Grossi's original epic poem had plot complications that required the librettist to make significant changes; the historical characters portrayed in the original do not appear and the story becomes that of a fictional family and its involvement in the First Crusade. Julian Budden's analysis of the opera's origins notes: "In 1843 any subject where Italians were shown united against a common enemy was dangerous, especially in Austrian Milan. Yet strangely enough it was not the police but the church that took exception to I Lombardi", since the Archbishop of Milan had heard rumours that the work contained specific elements of Catholic ritual. However, given Verdi's refusal to make any changes to the music, it is fortunate that the sole alteration required was textual rather than musical: at the insistence of the censor, the title and text of the Act I prayer were changed from "Ave Maria" to "Salve Maria" in the autograph score, a change Verdi himself made by hand.

==Performance history==
===19th century===
While the premiere performance was a popular success, critical reactions were less enthusiastic and inevitable comparisons were made with Nabucco. However, one writer noted: "If [Nabucco] created this young man's reputation, I Lombardi served to confirm it.". Budden himself disagrees with this contemporary view, noting that "Nabucco is all of a piece, a unity, however crude; I Lombardi is an agglomeration of heterogeneous ideas, some remarkable, some unbelievably banal."

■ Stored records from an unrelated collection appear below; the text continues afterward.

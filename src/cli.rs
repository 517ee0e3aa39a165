use std::error::Error;
use std::fs;
use std::io::{self, Read};
use std::path::PathBuf;
use std::sync::Arc;

use chrono::{Local, NaiveDate};
use clap::{Parser, Subcommand};
use inquire::{Confirm, Text};
use tokio::sync::Mutex;
use tracing::info;

use scheduleAssistant::config::Settings;
use scheduleAssistant::error::ScheduleError;
use scheduleAssistant::events::worker::{
    ConsoleSink, NotificationSink, drain_notifications, run_notification_worker,
};
use scheduleAssistant::export::ics::{IcsExporter, ScheduleExporter};
use scheduleAssistant::models::schedule_event::{normalize_clock, ScheduleEvent, Weekday};
use scheduleAssistant::service::chat_session::{ChatError, ChatSession, MessageKind};
use scheduleAssistant::service::openai_service::{OpenAIService, SuggestionError};
use scheduleAssistant::service::schedule_store::ScheduleStore;
use scheduleAssistant::service::suggestion_parser::lookup_day_token;
use scheduleAssistant::storage::FileStorage;

type CliResult = Result<(), Box<dyn Error>>;

#[derive(Parser)]
#[command(name = "scheduleAssistant", about = "Weekly schedule with an AI planning assistant")]
pub struct Cli {
    #[command(subcommand)]
    command: Commands,
}

#[derive(Subcommand)]
enum Commands {
    /// Show the week, or a single day.
    List {
        #[arg(long)]
        day: Option<String>,
    },
    Add {
        title: String,
        day: String,
        start: String,
        end: String,
    },
    Update {
        id: String,
        #[arg(long)]
        title: Option<String>,
        #[arg(long)]
        day: Option<String>,
        #[arg(long)]
        start: Option<String>,
        #[arg(long)]
        end: Option<String>,
    },
    Remove {
        id: String,
    },
    /// Import schedule lines from a file, or stdin when no file is given.
    Import {
        file: Option<PathBuf>,
    },
    /// Ask the assistant for a schedule and optionally add it.
    Suggest {
        text: Option<String>,
        #[arg(long)]
        yes: bool,
    },
    Chat {},
    Export {
        #[arg(long)]
        week_start: Option<NaiveDate>,
        #[arg(long)]
        output: PathBuf,
    },
}

pub async fn cli(settings: Settings) -> CliResult {
    // Fine to exit here on bad arguments
    let cli = Cli::parse();
    let mut store = ScheduleStore::open(Box::new(FileStorage::new(&settings.data_location)));
    let mut notifications = store.subscribe();
    let sink = ConsoleSink;

    match cli.command {
        Commands::List { day } => {
            let day = day.as_deref().map(parse_day).transpose()?;
            print_week(&store, day);
        }
        Commands::Add { title, day, start, end } => {
            let event = ScheduleEvent::new(&title, parse_day(&day)?, &start, &end)?;
            println!("{}", event.id);
            store.add_event(event)?;
        }
        Commands::Update { id, title, day, start, end } => {
            let Some(mut event) = store.get(&id).cloned() else {
                println!("No event with id {}", id);
                return Ok(());
            };
            if let Some(title) = title {
                event.title = title.trim().to_string();
            }
            if let Some(day) = day {
                event.day = parse_day(&day)?;
            }
            if let Some(start) = start {
                event.start_time = normalize_clock(&start)?;
            }
            if let Some(end) = end {
                event.end_time = normalize_clock(&end)?;
            }
            event.validate()?;
            store.update_event(event);
        }
        Commands::Remove { id } => {
            if store.remove_event(&id).is_none() {
                println!("No event with id {}", id);
            }
        }
        Commands::Import { file } => {
            let text = match file {
                Some(path) => fs::read_to_string(path)?,
                None => {
                    let mut buf = String::new();
                    io::stdin().read_to_string(&mut buf)?;
                    buf
                }
            };
            report_import(store.add_events_from_suggestion(&text))?;
        }
        Commands::Suggest { text, yes } => {
            let result = suggest_once(&settings, Arc::new(Mutex::new(store)), text, yes).await;
            drain_notifications(&mut notifications, &sink);
            return result;
        }
        Commands::Chat {} => {
            drop(notifications);
            return chat(&settings, store).await;
        }
        Commands::Export { week_start, output } => {
            let week_start = week_start.unwrap_or_else(|| Local::now().date_naive());
            let ics = IcsExporter::new().export(store.events(), week_start);
            fs::write(&output, ics)?;
            info!(path = %output.display(), events = store.len(), "schedule exported");
            println!("Exported {} events to {}", store.len(), output.display());
        }
    }

    drain_notifications(&mut notifications, &sink);
    Ok(())
}

fn parse_day(value: &str) -> Result<Weekday, Box<dyn Error>> {
    if let Some(day) = Weekday::from_name(value) {
        return Ok(day);
    }
    match lookup_day_token(value.trim()) {
        Some([day]) => Ok(*day),
        _ => Err(format!("'{}' is not a single weekday", value).into()),
    }
}

fn print_week(store: &ScheduleStore, only: Option<Weekday>) {
    if store.is_empty() {
        println!("No events scheduled.");
        return;
    }
    for (day, events) in store.week() {
        if only.is_some_and(|d| d != day) || (only.is_none() && events.is_empty()) {
            continue;
        }
        println!("{}", capitalize(day.as_str()));
        for event in events {
            println!(
                "  {} - {}  {}  [{}]",
                event.start_time, event.end_time, event.title, event.id
            );
        }
    }
}

fn capitalize(word: &str) -> String {
    let mut chars = word.chars();
    match chars.next() {
        Some(first) => first.to_uppercase().chain(chars).collect(),
        None => String::new(),
    }
}

fn report_import(result: Result<usize, ScheduleError>) -> CliResult {
    match result {
        Ok(count) => {
            info!(count, "events imported");
            Ok(())
        }
        // Already reported through the store notification.
        Err(ScheduleError::ParseYieldedNothing) => Ok(()),
        Err(err) => Err(err.into()),
    }
}

fn open_service(settings: &Settings) -> Result<OpenAIService, SuggestionError> {
    let key = settings.openai_api_key.clone().ok_or(SuggestionError::MissingApiKey)?;
    Ok(OpenAIService::new(key)?
        .with_model(settings.openai_model.clone())
        .with_api_url(settings.openai_api_url.clone()))
}

async fn suggest_once(
    settings: &Settings,
    store: Arc<Mutex<ScheduleStore>>,
    text: Option<String>,
    yes: bool,
) -> CliResult {
    let preferences = match text {
        Some(text) => text,
        None => specify_prompt()?,
    };
    let session = ChatSession::new(Arc::new(open_service(settings)?));
    let reply = session.submit(&preferences).await?;
    println!("{}", reply.content);
    if reply.kind != MessageKind::Suggestion {
        return Ok(());
    }

    let add = yes || Confirm::new("Add to calendar?").with_default(true).prompt()?;
    if add {
        match session.add_to_calendar(&reply.id, &store).await {
            Ok(_) | Err(ChatError::Import(ScheduleError::ParseYieldedNothing)) => {}
            Err(err) => return Err(err.into()),
        }
    }
    Ok(())
}

async fn chat(settings: &Settings, mut store: ScheduleStore) -> CliResult {
    let sink: Arc<dyn NotificationSink> = Arc::new(ConsoleSink);
    let worker = tokio::spawn(run_notification_worker(store.subscribe(), sink));
    let store = Arc::new(Mutex::new(store));
    let session = ChatSession::new(Arc::new(open_service(settings)?));

    for message in session.messages().await {
        println!("{}", message.content);
    }
    println!("Commands: /add adds the latest suggestion, /list shows the week, /quit exits.");

    loop {
        let Ok(line) = Text::new("You:").prompt() else {
            break;
        };
        match line.trim() {
            "/quit" => break,
            "/list" => print_week(&*store.lock().await, None),
            "/add" => match session.latest_suggestion().await {
                Some(message) => match session.add_to_calendar(&message.id, &store).await {
                    Ok(_) | Err(ChatError::Import(ScheduleError::ParseYieldedNothing)) => {}
                    Err(err) => println!("Failed to add suggestion: {}", err),
                },
                None => println!("There is no suggestion to add yet."),
            },
            input => match session.submit(input).await {
                Ok(reply) => println!("{}", reply.content),
                Err(ChatError::EmptyInput) => {}
                Err(err) => println!("{}", err),
            },
        }
        // Let the worker print anything the last command produced.
        tokio::task::yield_now().await;
    }

    worker.abort();
    Ok(())
}

fn specify_prompt() -> Result<String, Box<dyn Error>> {
    Ok(Text::new("Describe your perfect schedule...").prompt()?)
}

Budden notes that "for many years I Lombardi enjoyed the same kind of popularity as Nabucco, but he states that it did not fare well in Venice the following year and that it received few performances outside of Italy. However, within Italy, the opera was presented in Lucca in the summer of 1843, in Florence and Lucca in the autumn, and during the 1843/44 carnival season it was given in Trieste and Turin, while performances in 1845 were presented in Bologna and later, in the 1845/46 season, in Palermo and Mantua, in Macerata in the summer of 1846 and various other cities well into the 1850s. Even in the late 1880s, well after Jérusalem had been given, it was presented in Florence.

This "was the first of Verdi's operas to be heard in the United States, at Palmo's Opera House", on 3 March 1847 in New York. In the prior year the opera's British premiere had taken place on 12 May 1846 at Her Majesty's Theatre in London, Verdi having been invited there by the theatre's impresario, Benjamin Lumley: ".....I will go to London to write an opera" he had written, but in the end, illness prevented him from doing so.

However, with Italy approaching unification in the 1850s and in the decade following it in 1861, I Lombardis call to peoples' patriotic instincts seemed to keep it alive, albeit that, by 1865 when Arrigo Boito saw a performance, he remarked that the opera was beginning to show its age.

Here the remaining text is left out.